Jerry, Rebecca, and I once pondered the correct use of "It is I," or "It's I," vs. the bastardized "It's me," and how "to be" verbs require the predicate. Jesus had it right, e.g. in Mt. 14:27 and probably has supremely godly grammar.

Isaiah, however... does not. Or does he?

I came across his wonderful "Woe is me" lament again this morning and sadly, yes, it bothered my brain. Ophelia says the same in Shakespeare's Hamlet. Apparently there's a book by Patricia O'Conner titled Woe Is I. And an angry hypergrammarian blogs about its in/correctness here.

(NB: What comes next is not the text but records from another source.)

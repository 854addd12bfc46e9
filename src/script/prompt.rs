/// Build the segmentation instruction for the text model
pub fn build_segmentation_prompt(text: &str, style: &str) -> String {
    format!(
        "You are a video script processor. Your task is to:\n\
         \n\
         1. Analyze the input text\n\
         2. Split it into logical scenes (each 5-10 seconds)\n\
         3. For each scene:\n\
         \x20  - Extract the narration text (what will be spoken)\n\
         \x20  - Create a detailed visual prompt for AI image generation\n\
         \x20  - Estimate duration in seconds\n\
         \n\
         Style guidelines: {}\n\
         - Modern, premium tech-focused aesthetic\n\
         - 1920x1080 resolution\n\
         - Clean, professional visuals\n\
         \n\
         Return JSON array with this exact structure:\n\
         [\n\
         \x20 {{\n\
         \x20   \"id\": \"scene-001\",\n\
         \x20   \"text\": \"narration text here\",\n\
         \x20   \"visual_prompt\": \"detailed image generation prompt\",\n\
         \x20   \"duration\": 5.5\n\
         \x20 }}\n\
         ]\n\
         \n\
         Important:\n\
         - Each scene should be 5-10 seconds\n\
         - Visual prompts should be detailed and specific\n\
         - Include mood, lighting, composition in visual prompts\n\
         - Keep narration text concise and clear\n\
         \n\
         Process this text into video scenes:\n\
         \n\
         {}\n\
         \n\
         Generate scenes with narration and visual prompts. Return ONLY valid JSON array, no other text.",
        style, text
    )
}
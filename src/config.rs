use serde::{Deserialize, Serialize};
use std::path::{Path, PathBuf};
use crate::error::{Result, FactoryError};

/// Environment variable holding the generative AI key
pub const API_KEY_ENV: &str = "GOOGLE_GEMINI_API_KEY";

// Default values for fields added after the first config format
fn default_placeholder_on_failure() -> bool {
    true
}

fn default_tts_shell() -> String {
    "bash".to_string()
}

#[derive(Debug, Clone, Serialize, Deserialize)]
pub struct Config {
    pub gemini: GeminiConfig,
    pub script: ScriptConfig,
    pub visuals: VisualsConfig,
    pub voiceover: VoiceoverConfig,
    pub media: MediaConfig,
    pub output: OutputConfig,
}

#[derive(Debug, Clone, Serialize, Deserialize)]
pub struct GeminiConfig {
    /// API key, only ever taken from the environment
    #[serde(skip)]
    pub api_key: Option<String>,
    /// Base URL of the Generative Language REST API
    pub endpoint: String,
    /// Model used to segment text into scenes
    pub text_model: String,
    /// Model used to render scene images
    pub image_model: String,
    /// Aspect ratio requested from the image model
    pub aspect_ratio: String,
    /// Request timeout in seconds
    pub timeout_secs: u64,
}

#[derive(Debug, Clone, Serialize, Deserialize)]
pub struct ScriptConfig {
    /// Sampling temperature for scene segmentation
    pub temperature: f32,
    /// Upper bound on the model's response length
    pub max_output_tokens: u32,
}

#[derive(Debug, Clone, Serialize, Deserialize)]
pub struct VisualsConfig {
    /// Pause between consecutive image requests (seconds)
    pub delay_secs: f64,
    /// Render a placeholder image when generation fails
    #[serde(default = "default_placeholder_on_failure")]
    pub placeholder_on_failure: bool,
    /// Font for placeholder text; common system fonts are tried when unset
    pub placeholder_font: Option<PathBuf>,
    pub width: u32,
    pub height: u32,
}

#[derive(Debug, Clone, Serialize, Deserialize)]
pub struct VoiceoverConfig {
    /// TTS helper script, invoked as `<shell> <helper> <text> <output> <model> <voice>`
    pub helper_path: String,
    /// Interpreter used to run the helper
    #[serde(default = "default_tts_shell")]
    pub shell: String,
    /// Speech model identifier passed to the helper
    pub model: String,
    pub default_voice: String,
    pub default_language: String,
    /// Name of the combined narration file
    pub audio_file_name: String,
}

#[derive(Debug, Clone, Serialize, Deserialize)]
pub struct MediaConfig {
    /// Path to ffmpeg binary
    pub binary_path: String,
    pub width: u32,
    pub height: u32,
    pub fps: u32,
    pub video_codec: String,
    pub audio_codec: String,
    /// Additional encoding options appended before the output path
    /// Common options: ["-preset", "medium", "-crf", "23", "-movflags", "+faststart"]
    pub encode_options: Vec<String>,
}

#[derive(Debug, Clone, Serialize, Deserialize)]
pub struct OutputConfig {
    /// Directory that receives one timestamped folder per run
    pub root_dir: PathBuf,
    /// Characters of the prompt used in the run folder name
    pub slug_length: usize,
}

impl Default for Config {
    fn default() -> Self {
        Self {
            gemini: GeminiConfig {
                api_key: None,
                endpoint: "https://generativelanguage.googleapis.com/v1beta".to_string(),
                text_model: "gemini-2.5-flash".to_string(),
                image_model: "imagen-3.0-generate-002".to_string(),
                aspect_ratio: "16:9".to_string(),
                timeout_secs: 300,
            },
            script: ScriptConfig {
                temperature: 0.7,
                max_output_tokens: 4000,
            },
            visuals: VisualsConfig {
                delay_secs: 2.0,
                placeholder_on_failure: true,
                placeholder_font: None,
                width: 1920,
                height: 1080,
            },
            voiceover: VoiceoverConfig {
                helper_path: "~/clawd/scripts/gemini-tts.sh".to_string(),
                shell: "bash".to_string(),
                model: "gemini-2.5-flash-preview-tts".to_string(),
                default_voice: "Fenrir".to_string(),
                default_language: "ru".to_string(),
                audio_file_name: "voiceover.wav".to_string(),
            },
            media: MediaConfig {
                binary_path: "ffmpeg".to_string(),
                width: 1920,
                height: 1080,
                fps: 30,
                video_codec: "libx264".to_string(),
                audio_codec: "aac".to_string(),
                encode_options: vec![
                    "-preset".to_string(), "medium".to_string(),
                ],
            },
            output: OutputConfig {
                root_dir: PathBuf::from("output"),
                slug_length: 30,
            },
        }
    }
}

impl Config {
    pub fn from_file<P: AsRef<Path>>(path: P) -> Result<Self> {
        let content = std::fs::read_to_string(path)
            .map_err(|e| FactoryError::Config(format!("Failed to read config file: {}", e)))?;

        toml::from_str(&content)
            .map_err(|e| FactoryError::Config(format!("Failed to parse config file: {}", e)))
    }

    pub fn save_to_file<P: AsRef<Path>>(&self, path: P) -> Result<()> {
        let content = toml::to_string_pretty(self)
            .map_err(|e| FactoryError::Config(format!("Failed to serialize config: {}", e)))?;

        std::fs::write(path, content)
            .map_err(|e| FactoryError::Config(format!("Failed to write config file: {}", e)))?;

        Ok(())
    }

    /// Pull the API key from the process environment (`.env` included)
    pub fn with_env_overrides(mut self) -> Self {
        dotenvy::dotenv().ok();
        if let Ok(key) = std::env::var(API_KEY_ENV) {
            if !key.trim().is_empty() {
                self.gemini.api_key = Some(key);
            }
        }
        self
    }

    pub fn visual_delay(&self) -> std::time::Duration {
        std::time::Duration::try_from_secs_f64(self.visuals.delay_secs.max(0.0)).unwrap_or_default()
    }
}

impl GeminiConfig {
    pub fn require_api_key(&self) -> Result<&str> {
        self.api_key
            .as_deref()
            .ok_or_else(|| FactoryError::Config(format!("{} not found in environment", API_KEY_ENV)))
    }
}

impl VoiceoverConfig {
    /// Voice given on the command line, else the configured default
    pub fn resolve_voice(&self, voice: Option<String>) -> String {
        voice.unwrap_or_else(|| self.default_voice.clone())
    }

    /// Language given on the command line, else the configured default
    pub fn resolve_language(&self, language: Option<&str>) -> String {
        language.map(str::to_string).unwrap_or_else(|| self.default_language.clone())
    }
}

/// Expand a leading `~` to the user's home directory
pub fn expand_home(path: &str) -> PathBuf {
    if let Some(rest) = path.strip_prefix("~/") {
        if let Some(home) = dirs::home_dir() {
            return home.join(rest);
        }
    } else if path == "~" {
        if let Some(home) = dirs::home_dir() {
            return home;
        }
    }
    PathBuf::from(path)
}

#[cfg(test)]
mod tests {
    use super::*;

    #[test]
    fn test_config_toml_round_trip_drops_api_key() {
        let dir = tempfile::tempdir().unwrap();
        let path = dir.path().join("config.toml");

        let mut config = Config::default();
        config.gemini.api_key = Some("secret".to_string());
        config.media.fps = 24;
        config.save_to_file(&path).unwrap();

        let written = std::fs::read_to_string(&path).unwrap();
        assert!(!written.contains("secret"));

        let loaded = Config::from_file(&path).unwrap();
        assert_eq!(loaded.media.fps, 24);
        assert!(loaded.gemini.api_key.is_none());
        assert!(loaded.visuals.placeholder_on_failure);
    }

    #[test]
    fn test_missing_api_key_is_configuration_error() {
        let config = Config::default();
        match config.gemini.require_api_key() {
            Err(FactoryError::Config(msg)) => assert!(msg.contains(API_KEY_ENV)),
            other => panic!("unexpected: {:?}", other),
        }
    }

    #[test]
    fn test_expand_home() {
        assert_eq!(expand_home("/usr/bin/tts"), PathBuf::from("/usr/bin/tts"));
        if let Some(home) = dirs::home_dir() {
            assert_eq!(expand_home("~/clawd/x.sh"), home.join("clawd/x.sh"));
        }
    }

    #[test]
    fn test_malformed_file_is_configuration_error() {
        let dir = tempfile::tempdir().unwrap();
        let path = dir.path().join("config.toml");
        std::fs::write(&path, "[media\nfps = 'thirty'").unwrap();

        assert!(matches!(Config::from_file(&path), Err(FactoryError::Config(_))));
    }

    #[test]
    fn test_voice_and_language_fall_back_to_config() {
        let dir = tempfile::tempdir().unwrap();
        let path = dir.path().join("config.toml");

        let mut config = Config::default();
        config.voiceover.default_voice = "Kore".to_string();
        config.voiceover.default_language = "en".to_string();
        config.save_to_file(&path).unwrap();

        let voiceover = Config::from_file(&path).unwrap().voiceover;
        assert_eq!(voiceover.resolve_voice(None), "Kore");
        assert_eq!(voiceover.resolve_language(None), "en");
        assert_eq!(voiceover.resolve_voice(Some("Puck".to_string())), "Puck");
        assert_eq!(voiceover.resolve_language(Some("ru")), "ru");
    }

    #[test]
    fn test_visual_delay_clamps_negative() {
        let mut config = Config::default();
        config.visuals.delay_secs = -1.0;
        assert_eq!(config.visual_delay(), std::time::Duration::ZERO);
    }
}
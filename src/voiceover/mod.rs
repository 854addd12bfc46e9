// Voiceover generation
//
// All scene narration is synthesized as one audio file. Scene timing comes
// from the declared durations alone; it is never measured against the audio,
// so the two can drift apart.

pub mod helper;

use async_trait::async_trait;
use std::path::{Path, PathBuf};
use tokio::fs;
use tracing::info;

pub use helper::*;
use crate::error::{Result, FactoryError};
use crate::scene::{Scene, TimingRecord, build_timing_table, save_timing, total_duration};

pub const TIMING_FILE_NAME: &str = "timing.json";

/// Text-to-speech capability
#[cfg_attr(test, mockall::automock)]
#[async_trait]
pub trait SpeechSynthesizer: Send + Sync {
    /// Speak `text` with the given voice and language into `output_path`
    async fn synthesize(&self, text: &str, voice: &str, lang: &str, output_path: &Path) -> Result<()>;
}

#[derive(Debug, Clone)]
pub struct VoiceoverResult {
    pub audio_path: PathBuf,
    pub timing_path: PathBuf,
    pub timing: Vec<TimingRecord>,
    /// Sum of declared scene durations
    pub total_duration: f64,
}

/// Narration text for the whole video
pub fn combine_narration(scenes: &[Scene]) -> String {
    scenes
        .iter()
        .map(|s| s.text.as_str())
        .collect::<Vec<_>>()
        .join(" ")
}

pub struct VoiceoverGenerator<'a> {
    synthesizer: &'a dyn SpeechSynthesizer,
    audio_file_name: String,
}

impl<'a> VoiceoverGenerator<'a> {
    pub fn new<S: Into<String>>(synthesizer: &'a dyn SpeechSynthesizer, audio_file_name: S) -> Self {
        Self {
            synthesizer,
            audio_file_name: audio_file_name.into(),
        }
    }

    pub async fn generate_voiceover(
        &self,
        scenes: &[Scene],
        output_dir: &Path,
        voice: &str,
        lang: &str,
    ) -> Result<VoiceoverResult> {
        if scenes.is_empty() {
            return Err(FactoryError::NoContent("no scenes to narrate".to_string()));
        }

        let narration = combine_narration(scenes);
        info!("Generating voiceover: voice {} ({}), {} scenes, {} chars",
              voice, lang, scenes.len(), narration.chars().count());

        fs::create_dir_all(output_dir).await?;
        let audio_path = output_dir.join(&self.audio_file_name);

        self.synthesizer.synthesize(&narration, voice, lang, &audio_path).await?;

        if !audio_path.exists() {
            return Err(FactoryError::OutputMissing(audio_path.display().to_string()));
        }
        info!("Voiceover generated: {}", audio_path.display());

        let timing = build_timing_table(scenes);
        let timing_path = output_dir.join(TIMING_FILE_NAME);
        save_timing(&timing, &timing_path).await?;

        Ok(VoiceoverResult {
            audio_path,
            timing_path,
            timing,
            total_duration: total_duration(scenes),
        })
    }
}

In summary, some claim that "me" is in the dative, so the meaning is actually "Woe is (un)to me," though Safire thinks Shakespeare would just have written this if it's what he meant, or "Woe is mine" if poetic meter required three syllables. Purist predicate nominatarians in the "It's I" camp believe "Woe is I" is the gramatically pristine form.

For 400 years before Shakespeare, the written record shows people using woe is me, woe is us, woe is unto me, woe to them. It was ordinary English. If Shakespeare had written "Woe is I," we might want to examine his reasons, but "woe is me" requires no deep interpretation.

Please smack me if I ever say "Woe is I." And if I ever ROFL. Do people actually ROFL?

Wednesday, August 20, 2008

Why so... Comprehensive?

A fourth reason for Christianity's success is to be found in its inclusiveness. More than any of its competitors it attracted all races and classes ... Judaism never quite escaped from its racial bonds ... Christianity however gloried in its appeal to Jew and Gentile, Greek and barbarian. The philosophies never really won the allegiance of the masses ... they appealed primarily to the educated [the morally and socially cultured] ... Christianity, however ... drew the lowly and unlettered ... yet also developed a philosophy which commanded the respect of many of the learned ... Christianity, too, was for both sexes, whereas two of its main rivals were primarily for men. The Church welcomed both rich and poor. In contrast with it, the mystery cults were usually for people of means: initiation into them was expensive ... No other [religion] took in so many groups and strata of society ... The query must be raised of why this comprehensiveness came to be. It was not in Judaism. Why did it appear in Christianity?

-- K.S. Latourette, A History of the Expansion of Christianity.